After cancer scare, man develops natural sunblock
The active ingredients are minerals that reflect harmful rays.
Scripps Howard News Service
BONITA SPRINGS, Fla. — They say good things can come from adversity. That seems to be the case for Peter Zahner, who developed a line of natural sunscreen after a bout with basal cell carcinoma.
A Bonita Springs resident and native of Switzerland, Zahner became somewhat of a self-educated expert on sunscreens in the years after his diagnosis. Finally, in 2002, dissatisfied with the way most sunscreens performed and increasingly skeptical about their safety, he set up a makeshift laboratory in his home to come up with a better product. By 2005 he had hit upon the formula for MelanSol, made from 100 percent natural ingredients.
“I learned that sunlight is actually vital for good health and vitamin D absorption and in the right amounts it is healing,” he said. “And I learned as well that all ingredients that are not natural harm or interrupt health and healing.”
Zahner, 64 and a mechanical engineer by trade, has sold about 30,000 bottles of MelanSol since he started marketing it about a year ago. Today he has distributors in Canada and Switzerland, and is working to firm up a deal with one in the United States.
“The goal was to filter a reasonable amount of UV radiation and fight free radicals with antioxidants,” he said.
Zahner said he started researching sunscreens after discovering that the ones on the market irritated the area along his jawline where the basal cell carcinoma had taken root. It made him wonder what else they were doing to his body.
Then he found studies — some dating back to the 1970s — that indicated there were increased rates of skin cancer in countries where sunscreens are heavily marketed. Though such a link has not been medically proven, it made sense to Zahner.

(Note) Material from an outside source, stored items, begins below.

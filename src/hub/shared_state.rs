use log::{info, warn};
use parking_lot::Mutex;
use std::sync::atomic::{AtomicU32, AtomicU64, Ordering};
use std::sync::Arc;
use std::time::Duration;

use crate::error::{HubError, HubResult};

/// How long a guarded accessor may wait before it gives up.
#[derive(Debug, Clone, Copy, PartialEq, Eq)]
pub struct LockPolicy {
    pub attempt_timeout: Duration,
    pub max_attempts: u32,
}

impl Default for LockPolicy {
    fn default() -> Self {
        Self {
            attempt_timeout: Duration::from_millis(5),
            max_attempts: 3,
        }
    }
}

#[derive(Debug, Clone, Copy, PartialEq, Eq)]
pub enum Freshness {
    Fresh,
    Degraded,
}

/// Tracks lock budgets that ran out on one resource. An exhausted budget
/// degrades that resource until its next successful access.
#[derive(Debug, Default)]
pub struct FreshnessMonitor {
    consecutive_failures: AtomicU32,
    total_failures: AtomicU64,
}

impl FreshnessMonitor {
    pub fn record_failure(&self, resource: &'static str) {
        self.total_failures.fetch_add(1, Ordering::Relaxed);
        if self.consecutive_failures.fetch_add(1, Ordering::AcqRel) == 0 {
            warn!("[HUB] {resource} data freshness degraded");
        }
    }

    pub fn record_success(&self, resource: &'static str) {
        if self.consecutive_failures.swap(0, Ordering::AcqRel) > 0 {
            info!("[HUB] {resource} data freshness restored");
        }
    }

    pub fn state(&self) -> Freshness {
        if self.consecutive_failures.load(Ordering::Acquire) == 0 {
            Freshness::Fresh
        } else {
            Freshness::Degraded
        }
    }

    pub fn total_failures(&self) -> u64 {
        self.total_failures.load(Ordering::Relaxed)
    }
}

/// A value that is only ever touched as a whole, under its own lock.
///
/// Every accessor takes a scoped guard, so the lock is released on every exit
/// path, including a panic inside the closure. Each guarded value keeps its own
/// freshness; clones share it.
pub struct Guarded<T> {
    name: &'static str,
    value: Arc<Mutex<T>>,
    policy: LockPolicy,
    freshness: Arc<FreshnessMonitor>,
}

impl<T> Clone for Guarded<T> {
    fn clone(&self) -> Self {
        Self {
            name: self.name,
            value: Arc::clone(&self.value),
            policy: self.policy,
            freshness: Arc::clone(&self.freshness),
        }
    }
}

impl<T: Copy> Guarded<T> {
    pub fn new(name: &'static str, initial: T, policy: LockPolicy) -> Self {
        Self {
            name,
            value: Arc::new(Mutex::new(initial)),
            policy,
            freshness: Arc::new(FreshnessMonitor::default()),
        }
    }

    pub fn name(&self) -> &'static str {
        self.name
    }

    pub fn freshness(&self) -> Freshness {
        self.freshness.state()
    }

    pub fn lock_failures(&self) -> u64 {
        self.freshness.total_failures()
    }

    /// Single non-blocking attempt; `None` simply means someone else holds the lock.
    pub fn try_read(&self) -> Option<T> {
        self.value.try_lock().map(|guard| *guard)
    }

    pub fn try_write(&self, value: T) -> bool {
        match self.value.try_lock() {
            Some(mut guard) => {
                *guard = value;
                true
            }
            None => false,
        }
    }

    pub fn read(&self) -> HubResult<T> {
        self.update(|current| *current)
    }

    pub fn write(&self, value: T) -> HubResult<()> {
        self.update(|current| *current = value)
    }

    /// Run `f` on the value under the lock, within the retry budget.
    pub fn update<R>(&self, f: impl FnOnce(&mut T) -> R) -> HubResult<R> {
        let attempts = self.policy.max_attempts.max(1);
        for _ in 0..attempts {
            if let Some(mut guard) = self.value.try_lock_for(self.policy.attempt_timeout) {
                let result = f(&mut guard);
                drop(guard);
                self.freshness.record_success(self.name);
                return Ok(result);
            }
        }
        self.freshness.record_failure(self.name);
        Err(HubError::LockTimeout {
            resource: self.name,
            attempts,
        })
    }

    #[cfg(test)]
    pub(crate) fn hold_for_test(&self) -> parking_lot::MutexGuard<'_, T> {
        self.value.lock()
    }
}
//! Hub module - the only path for data shared between threads
//!
//! The hub owns the canonical [`SensorSnapshot`] and [`MotorCommand`], each behind
//! its own lock, plus three bounded channels:
//!
//! | channel | direction | overflow |
//! | ------- | --------- | -------- |
//! | `altitude_samples` | sensor → control | keep latest |
//! | `motor_commands` | control → actuation | reject newest |
//! | `remote_commands` | network → control | block with timeout |
//!
//! No hub operation ever holds the sensor and motor locks at the same time.

pub mod channels;
pub mod shared_state;
pub mod snapshot;

use serde::{Deserialize, Serialize};
use std::time::Duration;

use crate::command::RemoteCommand;
use crate::error::{ConfigError, ConfigResult, HubError, HubResult};

pub use channels::{Channel, Delivery, OverflowPolicy};
pub use shared_state::{Freshness, FreshnessMonitor, Guarded, LockPolicy};
pub use snapshot::{AltitudeSample, ChannelRange, MotorCommand, MotorLimits, SensorSnapshot};

#[derive(Debug, Clone, Copy, PartialEq, Serialize, Deserialize)]
#[serde(default)]
pub struct HubSettings {
    pub sample_capacity: usize,
    pub motor_capacity: usize,
    pub remote_capacity: usize,
    pub lock_timeout_ms: u64,
    pub lock_attempts: u32,
    /// Samples older than this are not fed to the controller.
    pub staleness_ms: u64,
    /// Per-attempt wait of the network thread when the remote channel is full.
    pub remote_send_timeout_ms: u64,
}

impl Default for HubSettings {
    fn default() -> Self {
        Self {
            sample_capacity: 4,
            motor_capacity: 8,
            remote_capacity: 16,
            lock_timeout_ms: 5,
            lock_attempts: 3,
            staleness_ms: 500,
            remote_send_timeout_ms: 100,
        }
    }
}

impl HubSettings {
    pub fn lock_policy(&self) -> LockPolicy {
        LockPolicy {
            attempt_timeout: Duration::from_millis(self.lock_timeout_ms),
            max_attempts: self.lock_attempts,
        }
    }

    pub fn remote_send_timeout(&self) -> Duration {
        Duration::from_millis(self.remote_send_timeout_ms)
    }

    pub fn validate(&self) -> ConfigResult<()> {
        let capacities = [
            ("hub.sample_capacity", self.sample_capacity),
            ("hub.motor_capacity", self.motor_capacity),
            ("hub.remote_capacity", self.remote_capacity),
        ];
        for (field, capacity) in capacities {
            if capacity == 0 {
                return Err(ConfigError::Invalid {
                    field,
                    reason: "channels need room for at least one item".to_string(),
                });
            }
        }
        if self.lock_attempts == 0 {
            return Err(ConfigError::Invalid {
                field: "hub.lock_attempts",
                reason: "at least one attempt is required".to_string(),
            });
        }
        if self.staleness_ms == 0 {
            return Err(ConfigError::Invalid {
                field: "hub.staleness_ms",
                reason: "must be at least 1 ms".to_string(),
            });
        }
        Ok(())
    }
}

/// Created once at startup and cloned into every thread.
#[derive(Clone)]
pub struct SharedStateHub {
    sensor: Guarded<SensorSnapshot>,
    motor: Guarded<MotorCommand>,
    pub altitude_samples: Channel<AltitudeSample>,
    pub motor_commands: Channel<MotorCommand>,
    pub remote_commands: Channel<RemoteCommand>,
    settings: HubSettings,
}

impl SharedStateHub {
    pub fn new(settings: &HubSettings) -> Self {
        let policy = settings.lock_policy();
        Self {
            sensor: Guarded::new("sensor", SensorSnapshot::default(), policy),
            motor: Guarded::new("motor", MotorCommand::default(), policy),
            altitude_samples: Channel::new(
                "altitude",
                settings.sample_capacity,
                OverflowPolicy::KeepLatest,
            ),
            motor_commands: Channel::new(
                "motor-command",
                settings.motor_capacity,
                OverflowPolicy::RejectNewest,
            ),
            remote_commands: Channel::new(
                "remote-command",
                settings.remote_capacity,
                OverflowPolicy::Block,
            ),
            settings: *settings,
        }
    }

    pub fn settings(&self) -> &HubSettings {
        &self.settings
    }

    pub fn read_sensor_snapshot(&self) -> HubResult<SensorSnapshot> {
        self.sensor.read()
    }

    pub fn try_read_sensor_snapshot(&self) -> Option<SensorSnapshot> {
        self.sensor.try_read()
    }

    /// Replace the sensor snapshot as a whole. A snapshot older than the current
    /// one is refused so `last_read_ms` never goes backwards.
    pub fn write_sensor_snapshot(&self, snapshot: SensorSnapshot) -> HubResult<()> {
        self.sensor.update(|current| {
            if snapshot.last_read_ms < current.last_read_ms {
                return Err(HubError::TimestampRegression {
                    current_ms: current.last_read_ms,
                    incoming_ms: snapshot.last_read_ms,
                });
            }
            *current = snapshot;
            Ok(())
        })?
    }

    pub fn read_motor_command(&self) -> HubResult<MotorCommand> {
        self.motor.read()
    }

    pub fn try_read_motor_command(&self) -> Option<MotorCommand> {
        self.motor.try_read()
    }

    pub fn write_motor_command(&self, command: MotorCommand) -> HubResult<()> {
        self.motor.write(command)
    }

    /// `Degraded` while either resource is.
    pub fn freshness(&self) -> Freshness {
        match (self.sensor.freshness(), self.motor.freshness()) {
            (Freshness::Fresh, Freshness::Fresh) => Freshness::Fresh,
            _ => Freshness::Degraded,
        }
    }

    pub fn sensor_freshness(&self) -> Freshness {
        self.sensor.freshness()
    }

    pub fn motor_freshness(&self) -> Freshness {
        self.motor.freshness()
    }

    /// Exhausted lock budgets since startup, both resources together.
    pub fn lock_failures(&self) -> u64 {
        self.sensor.lock_failures() + self.motor.lock_failures()
    }

    #[cfg(test)]
    pub(crate) fn sensor_guard(&self) -> &Guarded<SensorSnapshot> {
        &self.sensor
    }
}

#[cfg(test)]
mod tests {
    use super::*;
    use std::thread;

    fn snapshot(ts: u64, alt: f32) -> SensorSnapshot {
        SensorSnapshot {
            temperature: alt / 10.0,
            pressure: alt * 2.0,
            raw_altitude: alt,
            filtered_altitude: alt,
            last_read_ms: ts,
        }
    }

    #[test]
    fn hub_starts_empty_and_manual() {
        let hub = SharedStateHub::new(&HubSettings::default());
        assert_eq!(hub.read_sensor_snapshot().unwrap(), SensorSnapshot::default());
        let cmd = hub.read_motor_command().unwrap();
        assert!(cmd.is_neutral());
        assert!(!cmd.auto_control_active);
        assert_eq!(hub.freshness(), Freshness::Fresh);
    }

    #[test]
    fn sensor_timestamp_never_goes_backwards() {
        let hub = SharedStateHub::new(&HubSettings::default());
        hub.write_sensor_snapshot(snapshot(100, 10.0)).unwrap();
        hub.write_sensor_snapshot(snapshot(100, 11.0)).unwrap();
        assert_eq!(
            hub.write_sensor_snapshot(snapshot(90, 12.0)),
            Err(HubError::TimestampRegression {
                current_ms: 100,
                incoming_ms: 90
            })
        );
        assert_eq!(hub.read_sensor_snapshot().unwrap().filtered_altitude, 11.0);
    }

    #[test]
    fn busy_sensor_lock_does_not_block_motor_access() {
        let settings = HubSettings {
            lock_timeout_ms: 1,
            lock_attempts: 1,
            ..Default::default()
        };
        let hub = SharedStateHub::new(&settings);
        let _held = hub.sensor_guard().hold_for_test();

        assert_eq!(hub.try_read_sensor_snapshot(), None);
        assert!(matches!(
            hub.read_sensor_snapshot(),
            Err(HubError::LockTimeout { resource: "sensor", .. })
        ));
        assert_eq!(hub.freshness(), Freshness::Degraded);
        assert_eq!(hub.sensor_freshness(), Freshness::Degraded);

        let cmd = MotorCommand::auto(42, &MotorLimits::default());
        hub.write_motor_command(cmd).unwrap();
        assert_eq!(hub.try_read_motor_command(), Some(cmd));
        assert_eq!(hub.motor_freshness(), Freshness::Fresh);
        assert_eq!(hub.freshness(), Freshness::Degraded);
    }

    #[test]
    fn motor_success_does_not_mask_a_degraded_sensor() {
        let settings = HubSettings {
            lock_timeout_ms: 1,
            lock_attempts: 1,
            ..Default::default()
        };
        let hub = SharedStateHub::new(&settings);
        {
            let _held = hub.sensor_guard().hold_for_test();
            assert!(hub.read_sensor_snapshot().is_err());
            hub.read_motor_command().unwrap();
            assert_eq!(hub.sensor_freshness(), Freshness::Degraded);
            assert_eq!(hub.motor_freshness(), Freshness::Fresh);
            assert_eq!(hub.freshness(), Freshness::Degraded);
        }
        assert_eq!(hub.lock_failures(), 1);

        hub.read_sensor_snapshot().unwrap();
        assert_eq!(hub.freshness(), Freshness::Fresh);
    }

    #[test]
    fn concurrent_readers_never_see_torn_snapshots() {
        let hub = SharedStateHub::new(&HubSettings {
            lock_timeout_ms: 50,
            lock_attempts: 100,
            ..Default::default()
        });

        let writers: Vec<_> = (0..3)
            .map(|w| {
                let hub = hub.clone();
                thread::spawn(move || {
                    for i in 1..=2_000u64 {
                        let alt = (w * 10_000 + i) as f32;
                        // regressions between writers are expected and harmless here
                        let _ = hub.write_sensor_snapshot(snapshot(i, alt));
                    }
                })
            })
            .collect();

        let readers: Vec<_> = (0..3)
            .map(|_| {
                let hub = hub.clone();
                thread::spawn(move || {
                    for _ in 0..2_000 {
                        let s = hub.read_sensor_snapshot().unwrap();
                        assert_eq!(s.raw_altitude, s.filtered_altitude);
                        assert_eq!(s.temperature, s.raw_altitude / 10.0);
                        assert_eq!(s.pressure, s.raw_altitude * 2.0);
                        if s.has_reading() {
                            assert_eq!(s.last_read_ms, (s.raw_altitude as u64) % 10_000);
                        }
                    }
                })
            })
            .collect();

        for handle in writers.into_iter().chain(readers) {
            handle.join().unwrap();
        }
    }

    #[test]
    fn settings_validation_catches_zero_capacity() {
        let bad = HubSettings {
            remote_capacity: 0,
            ..Default::default()
        };
        assert!(matches!(
            bad.validate(),
            Err(ConfigError::Invalid { field: "hub.remote_capacity", .. })
        ));
        assert!(HubSettings::default().validate().is_ok());
    }
}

“If you put something all over your body it only makes sense that your body absorbs it,” he said. “I wanted a natural product that was free of chemicals and wouldn’t be harmful.”
Of the 16 UV-filter ingredients the Food and Drug Administration has approved in order for a product to be called a sunscreen, 14 create a film on the skin that absorbs the UV radiation and two reflect it. MelanSol’s active ingredients are the two physical, or mineral, ingredients that reflect the rays instead of absorbing them — primarily zinc oxide, but also a small amount of titanium dioxide.
MelanSol also contains bio-melanin, which is extracted from the fruit of the date palm and mimics the melanin the body produces naturally. Zahner said the ingredient reduces free radicals, helping to counteract the harmful consequences of UV radiation such as the breakdown of collagen and skin structure.
Miles Chedekel, owner of Mel-Co in Palm Springs, Calif., produces bio-melanin and other ingredients, such as mineral proteins for skin nutrition and plant extracts for the certified organic and vegan market. Mel-Co is the source for the bio-melanin in MelanSol.
“Melanin is the single most important thing that protects the skin from the sun’s damaging effects,” he said. “It’s the natural pigment in the skin. It’s a natural, not a synthetic, chemical or a mineral.”
MelanSol is one of just a few sunscreens that contain it, he said, although it’s found often in much higher concentrations in sunless tanners.